//! Dataset loader: county demographics CSV to an ordered record sequence.
//!
//! Expected header layout: `County`, `State`, one or more year-population
//! columns (e.g. `2014 Population`), and category-qualified percentage
//! columns written `<Category>.<Field>`, e.g.
//! `Education.Bachelor's Degree or Higher`. Unrecognized columns are
//! skipped. Column order is preserved into each record's category maps;
//! `display` reports fields in that order.

use std::io;
use std::path::Path;

use crate::error::SetupError;
use crate::record::{CountyRecord, POPULATION_2014};

/// What a header cell maps to on each data row.
enum Column {
    County,
    State,
    Population(String),
    Age(String),
    Education(String),
    Ethnicities(String),
    Income(String),
    Skipped,
}

fn classify(header: &str) -> Column {
    match header {
        "County" => Column::County,
        "State" => Column::State,
        h if h.ends_with("Population") => Column::Population(h.to_string()),
        h => match h.split_once('.') {
            Some(("Age", field)) => Column::Age(field.to_string()),
            Some(("Education", field)) => Column::Education(field.to_string()),
            Some(("Ethnicities", field)) => Column::Ethnicities(field.to_string()),
            Some(("Income", field)) => Column::Income(field.to_string()),
            _ => Column::Skipped,
        },
    }
}

/// Load the full dataset, preserving row order.
pub fn load_counties(path: &Path) -> Result<Vec<CountyRecord>, SetupError> {
    let mut reader = csv::ReaderBuilder::new()
        .trim(csv::Trim::All)
        .from_path(path)
        .map_err(|e| {
            if let csv::ErrorKind::Io(io_err) = e.kind()
                && io_err.kind() == io::ErrorKind::NotFound
            {
                return SetupError::FileNotFound;
            }
            SetupError::Csv(e)
        })?;

    let headers = reader.headers()?.clone();
    let columns: Vec<Column> = headers.iter().map(classify).collect();

    if !columns.iter().any(|c| matches!(c, Column::County)) {
        return Err(SetupError::MissingColumn("County"));
    }
    if !columns.iter().any(|c| matches!(c, Column::State)) {
        return Err(SetupError::MissingColumn("State"));
    }
    if !columns
        .iter()
        .any(|c| matches!(c, Column::Population(label) if label == POPULATION_2014))
    {
        return Err(SetupError::MissingColumn(POPULATION_2014));
    }

    let mut counties = Vec::new();
    for row in reader.records() {
        let row = row?;
        let mut county = CountyRecord::default();
        for (column, cell) in columns.iter().zip(row.iter()) {
            match column {
                Column::County => county.name = cell.to_string(),
                Column::State => county.state = cell.to_string(),
                Column::Population(label) => {
                    county
                        .population
                        .insert(label.clone(), parse_count(label, cell)?);
                }
                Column::Age(field) => {
                    county.age.insert(field.clone(), parse_percent(field, cell)?);
                }
                Column::Education(field) => {
                    county
                        .education
                        .insert(field.clone(), parse_percent(field, cell)?);
                }
                Column::Ethnicities(field) => {
                    county
                        .ethnicities
                        .insert(field.clone(), parse_percent(field, cell)?);
                }
                Column::Income(field) => {
                    county
                        .income
                        .insert(field.clone(), parse_percent(field, cell)?);
                }
                Column::Skipped => {}
            }
        }
        counties.push(county);
    }
    Ok(counties)
}

fn parse_count(column: &str, cell: &str) -> Result<u64, SetupError> {
    cell.parse().map_err(|_| SetupError::BadCell {
        column: column.to_string(),
        value: cell.to_string(),
    })
}

fn parse_percent(column: &str, cell: &str) -> Result<f64, SetupError> {
    cell.parse().map_err(|_| SetupError::BadCell {
        column: column.to_string(),
        value: cell.to_string(),
    })
}

#[cfg(test)]
mod tests {
    use super::*;
    use std::fs;

    fn write_dataset(dir: &Path, content: &str) -> std::path::PathBuf {
        let path = dir.join("counties.csv");
        fs::write(&path, content).unwrap();
        path
    }

    const DATASET: &str = "\
County,State,2014 Population,Age.Percent Under 18 Years,Education.Bachelor's Degree or Higher,Ethnicities.White Alone,Income.Persons Below Poverty Level
King County,WA,2079967,21.2,47.1,70.1,11.3
Multnomah County,OR,776712,19.8,41.4,80.7,16.9
";

    #[test]
    fn test_load_preserves_row_and_column_order() {
        let dir = tempfile::tempdir().unwrap();
        let path = write_dataset(dir.path(), DATASET);

        let counties = load_counties(&path).unwrap();
        assert_eq!(counties.len(), 2);

        let king = &counties[0];
        assert_eq!(king.name, "King County");
        assert_eq!(king.state, "WA");
        assert_eq!(king.population_2014(), 2079967);
        assert_eq!(king.field("Percent Under 18 Years"), 21.2);
        assert_eq!(king.field("Bachelor's Degree or Higher"), 47.1);
        assert_eq!(king.field("White Alone"), 70.1);
        assert_eq!(king.field("Persons Below Poverty Level"), 11.3);

        assert_eq!(counties[1].name, "Multnomah County");
    }

    #[test]
    fn test_category_fields_keep_column_order() {
        let dir = tempfile::tempdir().unwrap();
        let path = write_dataset(
            dir.path(),
            "\
County,State,2014 Population,Age.Percent Under 5 Years,Age.Percent Under 18 Years,Age.Percent 65 and Older
King County,WA,2079967,6.2,21.2,11.9
",
        );

        let counties = load_counties(&path).unwrap();
        let fields: Vec<&str> = counties[0].age.keys().map(String::as_str).collect();
        assert_eq!(
            fields,
            vec![
                "Percent Under 5 Years",
                "Percent Under 18 Years",
                "Percent 65 and Older"
            ]
        );
    }

    #[test]
    fn test_loaded_dataset_answers_qualified_queries() {
        let dir = tempfile::tempdir().unwrap();
        let path = write_dataset(dir.path(), DATASET);
        let counties = load_counties(&path).unwrap();

        // Multnomah (16.9) is above the poverty threshold, King (11.3) is not.
        let mut interp = crate::Interpreter::new(&counties);
        let mut out = Vec::new();
        interp
            .run_script(
                "filter-gt: Income.Persons Below Poverty Level : 12\npopulation-total",
                &mut out,
            )
            .unwrap();
        assert_eq!(
            String::from_utf8(out).unwrap(),
            "2014 Population: 776712\n"
        );
    }

    #[test]
    fn test_missing_file_is_file_not_found() {
        let err = load_counties(Path::new("no/such/dataset.csv")).unwrap_err();
        assert!(matches!(err, SetupError::FileNotFound));
    }

    #[test]
    fn test_missing_population_column_is_rejected() {
        let dir = tempfile::tempdir().unwrap();
        let path = write_dataset(dir.path(), "County,State\nKing County,WA\n");

        let err = load_counties(&path).unwrap_err();
        assert!(matches!(err, SetupError::MissingColumn(POPULATION_2014)));
    }

    #[test]
    fn test_non_numeric_cell_is_rejected() {
        let dir = tempfile::tempdir().unwrap();
        let path = write_dataset(
            dir.path(),
            "County,State,2014 Population\nKing County,WA,lots\n",
        );

        let err = load_counties(&path).unwrap_err();
        match err {
            SetupError::BadCell { column, value } => {
                assert_eq!(column, "2014 Population");
                assert_eq!(value, "lots");
            }
            other => panic!("expected BadCell, got {other:?}"),
        }
    }

    #[test]
    fn test_unrecognized_columns_are_skipped() {
        let dir = tempfile::tempdir().unwrap();
        let path = write_dataset(
            dir.path(),
            "County,State,2014 Population,Notes\nKing County,WA,2079967,irrelevant\n",
        );

        let counties = load_counties(&path).unwrap();
        assert_eq!(counties[0].population_2014(), 2079967);
        assert!(counties[0].age.is_empty());
    }
}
____________
WHAT THE TASK ASKS. Search the entries for the word "White", then list each line that holds it.

WRITTEN SOLUTION.
County,State,2014 Population,Age.Percent Under 18 Years,Education.Bachelor's Degree or Higher,Ethnicities.White Alone,Income.Persons Below Poverty Level
        assert_eq!(king.field("White Alone"), 70.1);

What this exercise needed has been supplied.